Later, after a discussion with a female friend of hers who admitted to having been raped as a teen by an abortionist, Garner gets even closer to the state of the students. Really, the state of all women:

I woke up the next morning sad and anxious, aware of the immense weight of men on women, the ubiquity of their attentions, the exhaustion of our resistance. In such a mood it seemed to me an illusion that women could learn to deal with this pressure briskly, forcefully, with humor and grace. I thought about the complainants, Elizabeth and Nicole, and I felt deeply sorry for them. (p. 171)

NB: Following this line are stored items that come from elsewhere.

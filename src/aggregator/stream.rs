//! Single-pass streaming aggregation over one file's record sequence.
//!
//! Records arrive grouped by state, then county (extracts are published in
//! ascending GEOID order). The pass keeps one accumulator per level and
//! O(1) auxiliary state: when a record's county or state prefix differs
//! from the previous record's, the finished group is flushed before the new
//! record is folded in. End of stream flushes county, state, and national
//! together - that final flush is triggered by iterator exhaustion, never
//! by a row-count constant.
//!
//! Sortedness is assumed, not checked: an unsorted file silently produces
//! one roll-up row per contiguous run of a key rather than per key.

use crate::aggregator::accumulator::LevelAccumulator;
use crate::aggregator::key::{county_of, state_of};
use crate::output::csv_sink::RollupSink;
use crate::output::row::{Level, OutputRow};
use crate::source::period::Period;
use crate::source::record::TractRecord;
use crate::utils::config::NATIONAL_GEOID;
use crate::utils::error::{AggregateError, SourceError};
use log::{debug, warn};

/// Rows emitted per level while processing one file
#[derive(Debug, Clone, Copy, Default, PartialEq, Eq, serde::Serialize)]
pub struct FileCounts {
    pub records: u64,
    pub tract_rows: u64,
    pub county_rows: u64,
    pub state_rows: u64,
    pub national_rows: u64,
}

impl FileCounts {
    /// Fold another file's counts into a run-level tally
    pub fn merge(&mut self, other: &FileCounts) {
        self.records += other.records;
        self.tract_rows += other.tract_rows;
        self.county_rows += other.county_rows;
        self.state_rows += other.state_rows;
        self.national_rows += other.national_rows;
    }
}

/// Streaming hierarchical aggregator for one input file.
///
/// Owns the three level accumulators for the duration of one file; they
/// start zeroed and national totals never carry over to the next file.
pub struct StreamingAggregator {
    period: Period,
    national: LevelAccumulator,
    state: LevelAccumulator,
    county: LevelAccumulator,
    current_state: Option<String>,
    current_county: Option<String>,
    counts: FileCounts,
}

impl StreamingAggregator {
    pub fn new(period: Period) -> Self {
        Self {
            period,
            national: LevelAccumulator::new(),
            state: LevelAccumulator::new(),
            county: LevelAccumulator::new(),
            current_state: None,
            current_county: None,
            counts: FileCounts::default(),
        }
    }

    /// Drive the full pass: consume every record, then run the end-of-file
    /// flush. Consumes the aggregator; per-file state cannot leak into a
    /// later run.
    ///
    /// # Errors
    /// * `AggregateError::MalformedKey` - a GEOID too short for key
    ///   derivation; fatal for this file
    /// * `AggregateError::Source` - the record iterator failed; fatal for
    ///   this file
    /// * `AggregateError::Sink` - an output destination failed; fatal for
    ///   the whole run
    pub fn run<I, S>(mut self, records: I, sink: &mut S) -> Result<FileCounts, AggregateError>
    where
        I: IntoIterator<Item = Result<TractRecord, SourceError>>,
        S: RollupSink + ?Sized,
    {
        for record in records {
            let record = record?;
            self.observe(&record, sink)?;
        }
        self.finish(sink)
    }

    /// Process one record: tract passthrough, boundary flushes, then fold
    /// the record into all three accumulators.
    fn observe<S>(&mut self, record: &TractRecord, sink: &mut S) -> Result<(), AggregateError>
    where
        S: RollupSink + ?Sized,
    {
        // Tract level is a 1:1 passthrough, written before any flush
        sink.write_row(Level::Tract, &OutputRow::from_record(self.period, record))?;
        self.counts.records += 1;
        self.counts.tract_rows += 1;

        let county_key = county_of(&record.geo_id)?.to_string();
        let state_key = state_of(&record.geo_id)?.to_string();

        if self.current_county.is_none() {
            debug!(
                "First record: state {}, county {}",
                state_key, county_key
            );
        }

        // A boundary flushes the finished group before this record is added
        // to the fresh one. State is checked independently of county: a
        // state change always coincides with a county change, but neither
        // check may assume the other fired.
        if let Some(current) = self.current_county.clone() {
            if current != county_key {
                self.flush_county(&current, sink)?;
            }
        }
        if let Some(current) = self.current_state.clone() {
            if current != state_key {
                self.flush_state(&current, sink)?;
            }
        }

        self.national.add(&record.metrics);
        self.state.add(&record.metrics);
        self.county.add(&record.metrics);

        self.current_state = Some(state_key);
        self.current_county = Some(county_key);
        Ok(())
    }

    /// End-of-stream flush: the final county and state groups and the
    /// whole-file national row, unconditionally and in that order.
    fn finish<S>(mut self, sink: &mut S) -> Result<FileCounts, AggregateError>
    where
        S: RollupSink + ?Sized,
    {
        let (Some(county_key), Some(state_key)) =
            (self.current_county.clone(), self.current_state.clone())
        else {
            warn!("Input file held no records; nothing to flush");
            return Ok(self.counts);
        };

        self.flush_county(&county_key, sink)?;
        self.flush_state(&state_key, sink)?;

        match self.national.finalize() {
            Some(totals) => {
                sink.write_row(
                    Level::National,
                    &OutputRow::from_totals(self.period, NATIONAL_GEOID, totals),
                )?;
                self.counts.national_rows += 1;
            }
            None => debug!("Empty national group, skipping emission"),
        }
        self.national.reset();

        Ok(self.counts)
    }

    fn flush_county<S>(&mut self, key: &str, sink: &mut S) -> Result<(), AggregateError>
    where
        S: RollupSink + ?Sized,
    {
        match self.county.finalize() {
            Some(totals) => {
                sink.write_row(
                    Level::County,
                    &OutputRow::from_totals(self.period, key, totals),
                )?;
                self.counts.county_rows += 1;
            }
            None => debug!("Empty county group {}, skipping emission", key),
        }
        self.county.reset();
        Ok(())
    }

    fn flush_state<S>(&mut self, key: &str, sink: &mut S) -> Result<(), AggregateError>
    where
        S: RollupSink + ?Sized,
    {
        match self.state.finalize() {
            Some(totals) => {
                sink.write_row(
                    Level::State,
                    &OutputRow::from_totals(self.period, key, totals),
                )?;
                self.counts.state_rows += 1;
            }
            None => debug!("Empty state group {}, skipping emission", key),
        }
        self.state.reset();
        Ok(())
    }
}
//! CSV record source for one input extract.
//!
//! Produces a lazy, finite, forward-only sequence of [`TractRecord`]s.
//! Column names are resolved once from the header row; see
//! [`crate::source::schema`] for the casing variants.

use crate::source::record::{TractMetrics, TractRecord};
use crate::source::schema::{ColumnMap, SchemaVariant, GEOID_COLUMN, METRIC_COLUMNS};
use crate::utils::error::SourceError;
use csv::StringRecord;
use log::debug;
use std::fs::File;
use std::path::Path;

/// Streaming reader over one extract file
pub struct CsvRecordSource {
    columns: ColumnMap,
    rows: csv::StringRecordsIntoIter<File>,
    row_num: u64,
}

impl std::fmt::Debug for CsvRecordSource {
    fn fmt(&self, f: &mut std::fmt::Formatter<'_>) -> std::fmt::Result {
        f.debug_struct("CsvRecordSource")
            .field("columns", &self.columns)
            .field("row_num", &self.row_num)
            .finish_non_exhaustive()
    }
}

impl CsvRecordSource {
    /// Open an extract and resolve its header row.
    ///
    /// # Errors
    /// * `SourceError::Io` - file cannot be opened
    /// * `SourceError::MissingHeader` / `MissingColumn` - header row absent
    ///   or lacking a required column under the requested variant
    pub fn open(path: &Path, variant: SchemaVariant) -> Result<Self, SourceError> {
        let file = File::open(path)?;
        let mut reader = csv::ReaderBuilder::new()
            .has_headers(true)
            .trim(csv::Trim::All)
            .from_reader(file);

        let headers = reader.headers()?.clone();
        if headers.is_empty() {
            return Err(SourceError::MissingHeader);
        }

        let columns = ColumnMap::resolve(&headers, variant)?;
        debug!(
            "{}: resolved {:?} headers, period columns: {}",
            path.display(),
            columns.detected_variant(),
            columns.has_period_columns()
        );

        Ok(Self {
            columns,
            rows: reader.into_records(),
            row_num: 0,
        })
    }

    /// The resolved column layout of this extract
    pub fn columns(&self) -> &ColumnMap {
        &self.columns
    }

    fn parse_row(&self, row: &StringRecord) -> Result<TractRecord, SourceError> {
        let geo_id = field(row, self.columns.geoid, GEOID_COLUMN, self.row_num)?.to_string();

        let m = &self.columns.metrics;
        let metrics = TractMetrics {
            active_res: self.count(row, m[0], METRIC_COLUMNS[0])?,
            res_vac: self.count(row, m[1], METRIC_COLUMNS[1])?,
            avg_days_vacant: self.ratio(row, m[2], METRIC_COLUMNS[2])?,
            vac_0_3: self.count(row, m[3], METRIC_COLUMNS[3])?,
            vac_3_6: self.count(row, m[4], METRIC_COLUMNS[4])?,
            vac_6_12: self.count(row, m[5], METRIC_COLUMNS[5])?,
            vac_12_24: self.count(row, m[6], METRIC_COLUMNS[6])?,
            vac_24_36: self.count(row, m[7], METRIC_COLUMNS[7])?,
            vac_36_plus: self.count(row, m[8], METRIC_COLUMNS[8])?,
        };

        let month = match self.columns.month {
            Some(idx) => Some(self.int(row, idx, "month")? as u32),
            None => None,
        };
        let year = match self.columns.year {
            Some(idx) => Some(self.int(row, idx, "year")? as i32),
            None => None,
        };

        Ok(TractRecord {
            geo_id,
            month,
            year,
            metrics,
        })
    }

    /// Count columns come back as integer text, or as fraction-less decimal
    /// text in extracts that round-tripped through a floating-point export.
    fn count(&self, row: &StringRecord, idx: usize, name: &'static str) -> Result<u64, SourceError> {
        let raw = field(row, idx, name, self.row_num)?;
        if let Ok(v) = raw.parse::<u64>() {
            return Ok(v);
        }
        match raw.parse::<f64>() {
            Ok(v) if v >= 0.0 && v.fract() == 0.0 => Ok(v as u64),
            _ => Err(self.invalid(name, raw)),
        }
    }

    fn ratio(&self, row: &StringRecord, idx: usize, name: &'static str) -> Result<f64, SourceError> {
        let raw = field(row, idx, name, self.row_num)?;
        raw.parse::<f64>().map_err(|_| self.invalid(name, raw))
    }

    fn int(&self, row: &StringRecord, idx: usize, name: &'static str) -> Result<i64, SourceError> {
        let raw = field(row, idx, name, self.row_num)?;
        if let Ok(v) = raw.parse::<i64>() {
            return Ok(v);
        }
        match raw.parse::<f64>() {
            Ok(v) if v.fract() == 0.0 => Ok(v as i64),
            _ => Err(self.invalid(name, raw)),
        }
    }

    fn invalid(&self, column: &'static str, value: &str) -> SourceError {
        SourceError::InvalidNumber {
            row: self.row_num,
            column,
            value: value.to_string(),
        }
    }
}

fn field<'r>(
    row: &'r StringRecord,
    idx: usize,
    name: &'static str,
    row_num: u64,
) -> Result<&'r str, SourceError> {
    row.get(idx).ok_or(SourceError::InvalidNumber {
        row: row_num,
        column: name,
        value: String::new(),
    })
}

impl Iterator for CsvRecordSource {
    type Item = Result<TractRecord, SourceError>;

    fn next(&mut self) -> Option<Self::Item> {
        let row = match self.rows.next()? {
            Ok(row) => row,
            Err(e) => return Some(Err(e.into())),
        };
        self.row_num += 1;
        Some(self.parse_row(&row))
    }
}
//! Streaming hierarchical aggregation - the core of the tool.
//!
//! This module transforms one file's ordered tract records into:
//! - Tract passthrough rows (1:1 with input)
//! - County, state, and national roll-up rows with summed counts and a
//!   per-record mean of the days-vacant ratio

pub mod accumulator;
pub mod key;
pub mod stream;

// Re-export main types and functions
pub use accumulator::LevelAccumulator;
pub use key::{county_of, state_of};
pub use stream::{FileCounts, StreamingAggregator};
//! Output writers for roll-up rows.
//!
//! This module handles:
//! - The fixed 11-column row shape shared by all four levels
//! - The sink contract and its four-file CSV implementation

pub mod csv_sink;
pub mod row;

// Re-export main types
pub use csv_sink::{CsvRollupSink, RollupSink};
pub use row::{Level, LevelTotals, OutputRow, OUTPUT_HEADERS};
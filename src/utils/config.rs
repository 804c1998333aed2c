//! Configuration and constants for the CLI.

/// Current output schema version
pub const SCHEMA_VERSION: &str = "1.0.0";

/// Leading characters of a GEOID that identify the state
pub const STATE_KEY_LEN: usize = 2;

/// Leading characters of a GEOID that identify the state + county
pub const COUNTY_KEY_LEN: usize = 5;

/// Synthetic geography identifier carried by the national roll-up row
pub const NATIONAL_GEOID: &str = "01";

/// Default glob pattern for locating input extract files
pub const DEFAULT_INPUT_GLOB: &str = "*Data.csv";

/// Default directory for the four roll-up files
pub const DEFAULT_OUTPUT_DIR: &str = "rollups";

// One output file per spatial scale. Record layouts are identical across
// all four; only the granularity of the GEOID column differs.
pub const TRACT_FILE: &str = "tract.csv";
pub const COUNTY_FILE: &str = "county.csv";
pub const STATE_FILE: &str = "state.csv";
pub const NATIONAL_FILE: &str = "national.csv";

Through all this, I wondered how the state of Garner’s own personal life was weighing on her. Having recently finished her collected diaries, How to End a Story, I know that she was going through the initial stages of suffering in her marriage. Her husband tended to dismissal of her work, negative views on femininity and the place of women in society, the household, culture, etc. Without backseat psychoanalyzing too much, there’s a chance that The First Stone was a stab at reasserting herself in her life story. To understand where her principles lay and the path that lead her from a bohemian but open lifestyle in the 70s to what would prove a toxic failure of a second marriage a few decades later. Still early in her new marriage, maybe a tendency to excuse bad behavior by otherwise “harmless” men colored her position. Of course, that risks going too far in defining her position for her, but I found it an interesting wrinkle you’d only be aware of through journals published much later after the events in question.

So where does that leave us? The First Stone isn’t on the cutting edge of theory. It deals with a case from the last century. Its attitude can feel retrograde to one reader, open and honest to another. It did not and will not solve the question of male-female relations. But no single book can or will and Garner never aims for that lofty goal. Instead, she lets us peek behind the curtains of her process and the interrogations of the facts and of her position. We can only hope to be as fearless in exposing our idiosyncrasies and paradoxes to ourselves as she was willing to be with a reading public and a career at stake.